Problem: Restate word for word the entries below, starting with the line with "repository a6c60f2f99935d6c" and continuing through the line with "Keyring, KWallet, ...)". Include both of those lines and no others.

(Records drawn from a dataset)
---------------

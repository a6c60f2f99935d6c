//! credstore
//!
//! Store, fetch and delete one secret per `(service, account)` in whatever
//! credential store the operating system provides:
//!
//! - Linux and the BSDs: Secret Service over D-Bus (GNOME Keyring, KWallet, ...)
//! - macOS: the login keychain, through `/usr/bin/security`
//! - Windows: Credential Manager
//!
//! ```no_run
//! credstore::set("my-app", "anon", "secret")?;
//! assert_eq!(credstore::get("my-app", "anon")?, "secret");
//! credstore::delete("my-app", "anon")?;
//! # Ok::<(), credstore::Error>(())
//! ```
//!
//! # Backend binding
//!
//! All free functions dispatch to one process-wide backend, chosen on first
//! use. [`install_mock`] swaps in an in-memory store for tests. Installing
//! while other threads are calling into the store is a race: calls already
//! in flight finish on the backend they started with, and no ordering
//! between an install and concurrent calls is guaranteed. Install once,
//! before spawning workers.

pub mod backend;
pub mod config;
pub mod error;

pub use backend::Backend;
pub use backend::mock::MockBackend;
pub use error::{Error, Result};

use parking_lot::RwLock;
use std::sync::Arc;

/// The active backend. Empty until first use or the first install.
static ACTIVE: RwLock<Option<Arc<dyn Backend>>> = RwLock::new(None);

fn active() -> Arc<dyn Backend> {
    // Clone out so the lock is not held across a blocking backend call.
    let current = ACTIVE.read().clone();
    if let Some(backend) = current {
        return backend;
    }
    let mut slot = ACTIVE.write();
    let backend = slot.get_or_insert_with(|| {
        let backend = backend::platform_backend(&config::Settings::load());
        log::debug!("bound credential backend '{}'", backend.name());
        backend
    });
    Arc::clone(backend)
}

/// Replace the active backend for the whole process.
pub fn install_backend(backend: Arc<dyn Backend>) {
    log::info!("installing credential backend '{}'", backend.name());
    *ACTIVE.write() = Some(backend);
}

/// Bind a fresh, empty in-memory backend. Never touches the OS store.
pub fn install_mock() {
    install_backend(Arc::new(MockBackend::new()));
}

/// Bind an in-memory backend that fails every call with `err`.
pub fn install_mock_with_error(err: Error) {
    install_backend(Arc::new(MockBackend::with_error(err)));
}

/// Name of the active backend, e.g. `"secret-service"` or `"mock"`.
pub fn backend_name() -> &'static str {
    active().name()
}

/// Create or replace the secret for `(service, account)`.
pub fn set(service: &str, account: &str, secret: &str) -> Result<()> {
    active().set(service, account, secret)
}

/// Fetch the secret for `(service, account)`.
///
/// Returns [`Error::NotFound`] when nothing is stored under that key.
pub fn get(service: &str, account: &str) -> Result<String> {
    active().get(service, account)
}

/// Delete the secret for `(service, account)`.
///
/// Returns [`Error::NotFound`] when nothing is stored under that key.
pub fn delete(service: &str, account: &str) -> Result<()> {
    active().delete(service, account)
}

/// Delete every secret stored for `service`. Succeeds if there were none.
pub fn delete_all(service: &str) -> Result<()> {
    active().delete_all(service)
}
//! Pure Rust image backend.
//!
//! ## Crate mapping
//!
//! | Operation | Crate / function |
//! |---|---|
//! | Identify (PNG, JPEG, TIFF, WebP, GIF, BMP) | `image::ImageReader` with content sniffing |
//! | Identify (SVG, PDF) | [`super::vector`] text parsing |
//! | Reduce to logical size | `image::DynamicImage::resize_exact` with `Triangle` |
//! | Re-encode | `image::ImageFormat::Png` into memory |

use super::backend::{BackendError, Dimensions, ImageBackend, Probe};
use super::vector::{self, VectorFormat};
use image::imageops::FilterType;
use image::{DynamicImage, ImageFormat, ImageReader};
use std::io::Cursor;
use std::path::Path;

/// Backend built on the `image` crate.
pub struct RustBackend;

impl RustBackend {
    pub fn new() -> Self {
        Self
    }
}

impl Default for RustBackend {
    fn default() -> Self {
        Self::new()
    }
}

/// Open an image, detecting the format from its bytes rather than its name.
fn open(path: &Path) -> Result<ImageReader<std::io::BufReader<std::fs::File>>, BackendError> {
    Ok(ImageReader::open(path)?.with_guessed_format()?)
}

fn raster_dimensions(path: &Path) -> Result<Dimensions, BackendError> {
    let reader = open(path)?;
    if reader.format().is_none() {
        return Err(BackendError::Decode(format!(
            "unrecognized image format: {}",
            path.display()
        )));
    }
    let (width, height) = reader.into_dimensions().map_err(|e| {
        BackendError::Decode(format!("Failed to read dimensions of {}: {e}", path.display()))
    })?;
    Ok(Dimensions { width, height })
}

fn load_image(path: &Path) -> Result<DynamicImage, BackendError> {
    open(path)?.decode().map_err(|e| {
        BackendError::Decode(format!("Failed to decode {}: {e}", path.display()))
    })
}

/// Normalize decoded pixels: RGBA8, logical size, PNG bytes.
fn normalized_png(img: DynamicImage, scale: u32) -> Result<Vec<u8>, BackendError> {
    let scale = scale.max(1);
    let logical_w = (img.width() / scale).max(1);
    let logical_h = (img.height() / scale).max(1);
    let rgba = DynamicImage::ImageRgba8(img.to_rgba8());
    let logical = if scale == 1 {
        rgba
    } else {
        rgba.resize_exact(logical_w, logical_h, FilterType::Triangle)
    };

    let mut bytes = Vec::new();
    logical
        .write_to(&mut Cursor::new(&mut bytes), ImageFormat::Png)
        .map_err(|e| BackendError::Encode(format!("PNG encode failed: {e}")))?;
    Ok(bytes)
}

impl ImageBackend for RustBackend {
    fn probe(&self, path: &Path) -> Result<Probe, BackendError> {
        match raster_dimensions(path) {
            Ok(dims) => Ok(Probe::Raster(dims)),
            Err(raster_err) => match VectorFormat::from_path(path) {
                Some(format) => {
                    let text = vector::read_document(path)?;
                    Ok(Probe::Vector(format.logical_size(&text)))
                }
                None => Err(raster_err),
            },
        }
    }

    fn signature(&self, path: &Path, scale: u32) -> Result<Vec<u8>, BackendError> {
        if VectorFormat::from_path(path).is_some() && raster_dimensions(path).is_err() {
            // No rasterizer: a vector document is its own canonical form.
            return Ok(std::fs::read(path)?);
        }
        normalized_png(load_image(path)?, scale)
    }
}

---------------

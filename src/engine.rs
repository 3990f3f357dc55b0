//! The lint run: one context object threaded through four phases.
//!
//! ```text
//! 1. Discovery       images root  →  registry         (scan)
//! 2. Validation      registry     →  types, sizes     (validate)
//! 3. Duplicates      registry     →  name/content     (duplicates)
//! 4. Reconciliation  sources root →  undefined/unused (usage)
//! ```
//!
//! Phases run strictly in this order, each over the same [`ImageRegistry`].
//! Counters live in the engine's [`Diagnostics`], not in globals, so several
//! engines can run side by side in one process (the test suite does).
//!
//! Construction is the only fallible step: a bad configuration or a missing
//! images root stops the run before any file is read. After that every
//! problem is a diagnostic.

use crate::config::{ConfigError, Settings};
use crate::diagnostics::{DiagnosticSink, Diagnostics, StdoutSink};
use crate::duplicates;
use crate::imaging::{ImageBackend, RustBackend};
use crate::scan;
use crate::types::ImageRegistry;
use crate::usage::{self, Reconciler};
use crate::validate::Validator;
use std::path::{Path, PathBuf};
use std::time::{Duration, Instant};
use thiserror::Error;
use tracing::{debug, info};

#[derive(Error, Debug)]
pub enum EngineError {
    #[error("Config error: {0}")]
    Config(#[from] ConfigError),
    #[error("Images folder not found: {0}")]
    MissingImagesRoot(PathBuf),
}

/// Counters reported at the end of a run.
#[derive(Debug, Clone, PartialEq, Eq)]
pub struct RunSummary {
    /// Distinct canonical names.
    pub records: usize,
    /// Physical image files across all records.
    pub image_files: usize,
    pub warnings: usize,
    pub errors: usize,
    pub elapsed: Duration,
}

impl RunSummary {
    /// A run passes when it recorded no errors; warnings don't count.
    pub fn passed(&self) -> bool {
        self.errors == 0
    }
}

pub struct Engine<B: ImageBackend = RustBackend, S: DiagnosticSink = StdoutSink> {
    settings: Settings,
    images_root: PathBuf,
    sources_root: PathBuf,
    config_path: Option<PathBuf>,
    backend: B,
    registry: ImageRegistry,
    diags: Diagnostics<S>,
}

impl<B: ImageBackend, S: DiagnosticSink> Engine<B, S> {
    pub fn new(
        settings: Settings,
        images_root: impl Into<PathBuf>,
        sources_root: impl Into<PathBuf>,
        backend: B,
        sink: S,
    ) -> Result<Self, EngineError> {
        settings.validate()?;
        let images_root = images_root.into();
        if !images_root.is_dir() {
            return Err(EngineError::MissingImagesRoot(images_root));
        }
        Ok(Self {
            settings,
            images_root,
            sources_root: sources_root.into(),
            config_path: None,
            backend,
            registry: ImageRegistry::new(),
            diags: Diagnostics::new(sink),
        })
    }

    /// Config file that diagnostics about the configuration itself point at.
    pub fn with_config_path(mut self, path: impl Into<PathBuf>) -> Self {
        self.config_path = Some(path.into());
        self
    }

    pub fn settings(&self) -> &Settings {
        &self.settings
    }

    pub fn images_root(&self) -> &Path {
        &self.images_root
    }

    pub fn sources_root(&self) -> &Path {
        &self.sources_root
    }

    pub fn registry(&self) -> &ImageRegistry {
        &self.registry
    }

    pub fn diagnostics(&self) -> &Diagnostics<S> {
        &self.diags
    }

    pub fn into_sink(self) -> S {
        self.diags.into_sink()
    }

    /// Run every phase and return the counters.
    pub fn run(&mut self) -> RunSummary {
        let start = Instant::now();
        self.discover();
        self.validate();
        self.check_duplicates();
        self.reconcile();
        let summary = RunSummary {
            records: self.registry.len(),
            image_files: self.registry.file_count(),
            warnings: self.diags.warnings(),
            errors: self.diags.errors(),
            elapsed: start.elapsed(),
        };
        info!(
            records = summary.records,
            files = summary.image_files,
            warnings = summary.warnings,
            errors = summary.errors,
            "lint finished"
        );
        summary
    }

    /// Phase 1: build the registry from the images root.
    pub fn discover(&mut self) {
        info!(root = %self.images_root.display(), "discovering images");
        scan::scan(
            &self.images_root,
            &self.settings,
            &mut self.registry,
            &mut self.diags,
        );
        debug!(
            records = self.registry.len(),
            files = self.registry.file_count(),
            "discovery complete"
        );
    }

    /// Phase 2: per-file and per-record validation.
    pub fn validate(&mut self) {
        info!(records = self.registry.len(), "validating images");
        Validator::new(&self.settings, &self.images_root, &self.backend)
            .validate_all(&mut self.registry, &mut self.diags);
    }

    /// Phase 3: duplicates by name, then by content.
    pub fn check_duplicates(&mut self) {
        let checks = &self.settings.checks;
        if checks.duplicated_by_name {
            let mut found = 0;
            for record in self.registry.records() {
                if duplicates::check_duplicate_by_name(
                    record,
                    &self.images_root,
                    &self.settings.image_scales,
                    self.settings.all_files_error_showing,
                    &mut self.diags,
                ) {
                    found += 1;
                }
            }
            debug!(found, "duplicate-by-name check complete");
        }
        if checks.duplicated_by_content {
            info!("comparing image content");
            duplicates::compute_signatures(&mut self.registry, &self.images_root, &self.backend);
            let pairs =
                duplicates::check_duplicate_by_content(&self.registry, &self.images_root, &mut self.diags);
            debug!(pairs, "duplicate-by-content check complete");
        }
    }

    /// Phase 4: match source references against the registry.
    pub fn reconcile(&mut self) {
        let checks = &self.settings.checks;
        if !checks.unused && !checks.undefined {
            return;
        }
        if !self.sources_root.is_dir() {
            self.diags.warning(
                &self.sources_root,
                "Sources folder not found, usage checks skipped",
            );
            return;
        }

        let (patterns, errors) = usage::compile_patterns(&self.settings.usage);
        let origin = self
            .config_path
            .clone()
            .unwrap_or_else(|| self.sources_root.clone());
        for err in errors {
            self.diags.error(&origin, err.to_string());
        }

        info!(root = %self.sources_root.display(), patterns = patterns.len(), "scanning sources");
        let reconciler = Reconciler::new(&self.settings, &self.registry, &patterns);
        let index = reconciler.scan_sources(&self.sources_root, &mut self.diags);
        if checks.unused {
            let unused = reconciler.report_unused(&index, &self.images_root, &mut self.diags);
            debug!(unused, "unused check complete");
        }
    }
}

---------------

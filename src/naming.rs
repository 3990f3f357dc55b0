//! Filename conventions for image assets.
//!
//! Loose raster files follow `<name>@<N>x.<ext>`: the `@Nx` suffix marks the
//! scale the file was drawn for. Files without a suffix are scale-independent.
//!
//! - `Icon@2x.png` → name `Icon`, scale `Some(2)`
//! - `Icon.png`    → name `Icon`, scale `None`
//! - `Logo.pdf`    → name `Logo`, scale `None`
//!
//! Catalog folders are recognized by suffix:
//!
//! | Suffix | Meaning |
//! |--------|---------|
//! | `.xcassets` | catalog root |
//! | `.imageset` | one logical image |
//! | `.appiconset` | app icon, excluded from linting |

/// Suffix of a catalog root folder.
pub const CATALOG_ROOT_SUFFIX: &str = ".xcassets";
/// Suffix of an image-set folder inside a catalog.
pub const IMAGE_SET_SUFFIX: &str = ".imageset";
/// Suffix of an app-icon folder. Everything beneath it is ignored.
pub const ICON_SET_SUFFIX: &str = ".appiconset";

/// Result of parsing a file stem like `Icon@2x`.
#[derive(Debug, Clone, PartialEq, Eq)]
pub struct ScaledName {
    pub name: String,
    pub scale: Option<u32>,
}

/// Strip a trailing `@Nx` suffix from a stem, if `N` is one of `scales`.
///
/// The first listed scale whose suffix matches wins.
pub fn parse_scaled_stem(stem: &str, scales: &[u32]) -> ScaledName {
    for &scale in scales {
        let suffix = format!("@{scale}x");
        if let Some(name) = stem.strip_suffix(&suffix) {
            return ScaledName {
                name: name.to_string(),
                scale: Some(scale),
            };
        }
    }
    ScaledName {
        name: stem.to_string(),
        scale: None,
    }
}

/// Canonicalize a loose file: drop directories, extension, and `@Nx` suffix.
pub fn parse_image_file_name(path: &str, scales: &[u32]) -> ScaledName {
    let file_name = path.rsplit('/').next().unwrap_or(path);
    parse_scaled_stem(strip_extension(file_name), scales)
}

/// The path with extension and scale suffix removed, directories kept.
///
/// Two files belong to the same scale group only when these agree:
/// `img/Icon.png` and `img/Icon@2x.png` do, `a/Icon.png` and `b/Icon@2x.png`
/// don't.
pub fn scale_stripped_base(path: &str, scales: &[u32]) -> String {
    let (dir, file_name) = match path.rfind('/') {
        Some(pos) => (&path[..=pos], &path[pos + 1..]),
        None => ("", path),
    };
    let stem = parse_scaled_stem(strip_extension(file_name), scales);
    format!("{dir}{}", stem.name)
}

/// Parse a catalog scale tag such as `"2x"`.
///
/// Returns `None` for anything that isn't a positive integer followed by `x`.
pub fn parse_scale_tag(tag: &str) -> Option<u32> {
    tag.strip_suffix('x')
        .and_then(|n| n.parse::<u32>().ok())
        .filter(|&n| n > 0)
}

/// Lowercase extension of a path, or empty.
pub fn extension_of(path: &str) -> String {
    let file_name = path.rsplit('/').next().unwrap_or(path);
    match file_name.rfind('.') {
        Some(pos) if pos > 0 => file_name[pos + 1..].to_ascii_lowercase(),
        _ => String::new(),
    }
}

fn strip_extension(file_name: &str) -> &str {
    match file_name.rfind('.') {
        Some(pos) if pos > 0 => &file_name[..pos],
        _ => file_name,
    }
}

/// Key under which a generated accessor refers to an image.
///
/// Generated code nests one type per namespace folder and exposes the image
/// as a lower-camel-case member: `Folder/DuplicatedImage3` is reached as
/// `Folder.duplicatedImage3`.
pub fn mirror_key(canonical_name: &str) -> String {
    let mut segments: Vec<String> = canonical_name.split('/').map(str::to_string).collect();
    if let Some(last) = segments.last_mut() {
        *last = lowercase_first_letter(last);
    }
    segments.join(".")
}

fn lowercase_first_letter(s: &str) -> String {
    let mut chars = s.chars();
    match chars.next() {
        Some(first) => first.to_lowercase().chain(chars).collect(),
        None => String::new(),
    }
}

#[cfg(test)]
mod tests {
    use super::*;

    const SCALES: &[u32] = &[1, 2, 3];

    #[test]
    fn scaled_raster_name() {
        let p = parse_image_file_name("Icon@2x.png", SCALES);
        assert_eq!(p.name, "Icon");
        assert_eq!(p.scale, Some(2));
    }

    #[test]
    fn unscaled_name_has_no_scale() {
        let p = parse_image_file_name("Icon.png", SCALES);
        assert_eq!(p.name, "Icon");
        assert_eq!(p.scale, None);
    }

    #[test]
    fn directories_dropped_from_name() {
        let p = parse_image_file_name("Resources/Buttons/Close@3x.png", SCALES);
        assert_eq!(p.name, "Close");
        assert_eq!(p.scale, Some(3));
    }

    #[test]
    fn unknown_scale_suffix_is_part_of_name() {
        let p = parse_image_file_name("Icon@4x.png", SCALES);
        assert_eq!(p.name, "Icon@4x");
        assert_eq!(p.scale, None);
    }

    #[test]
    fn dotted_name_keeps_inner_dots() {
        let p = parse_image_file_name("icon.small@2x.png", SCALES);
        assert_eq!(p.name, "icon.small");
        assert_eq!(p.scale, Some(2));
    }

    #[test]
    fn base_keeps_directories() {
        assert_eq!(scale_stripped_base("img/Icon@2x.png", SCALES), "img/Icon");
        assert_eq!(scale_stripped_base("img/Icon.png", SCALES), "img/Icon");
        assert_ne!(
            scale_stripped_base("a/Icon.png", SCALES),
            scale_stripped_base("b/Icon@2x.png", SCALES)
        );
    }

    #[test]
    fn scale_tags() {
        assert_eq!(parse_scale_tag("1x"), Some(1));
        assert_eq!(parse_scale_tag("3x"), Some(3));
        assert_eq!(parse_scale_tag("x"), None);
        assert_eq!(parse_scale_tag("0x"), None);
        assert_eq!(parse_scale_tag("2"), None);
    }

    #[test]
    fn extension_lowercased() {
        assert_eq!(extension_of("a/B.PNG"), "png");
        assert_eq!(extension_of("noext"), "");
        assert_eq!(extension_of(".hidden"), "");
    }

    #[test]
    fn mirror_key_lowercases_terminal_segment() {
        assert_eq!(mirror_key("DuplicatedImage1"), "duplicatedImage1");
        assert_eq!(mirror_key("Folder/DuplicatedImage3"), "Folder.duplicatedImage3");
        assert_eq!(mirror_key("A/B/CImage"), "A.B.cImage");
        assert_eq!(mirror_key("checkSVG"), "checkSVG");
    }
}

---------------

Exercise result:
repository a6c60f2f99935d6c
//! credstore
//!
//! Store, fetch and delete one secret per `(service, account)` in whatever
//! credential store the operating system provides:
//!
//! - Linux and the BSDs: Secret Service over D-Bus (GNOME Keyring, KWallet, ...)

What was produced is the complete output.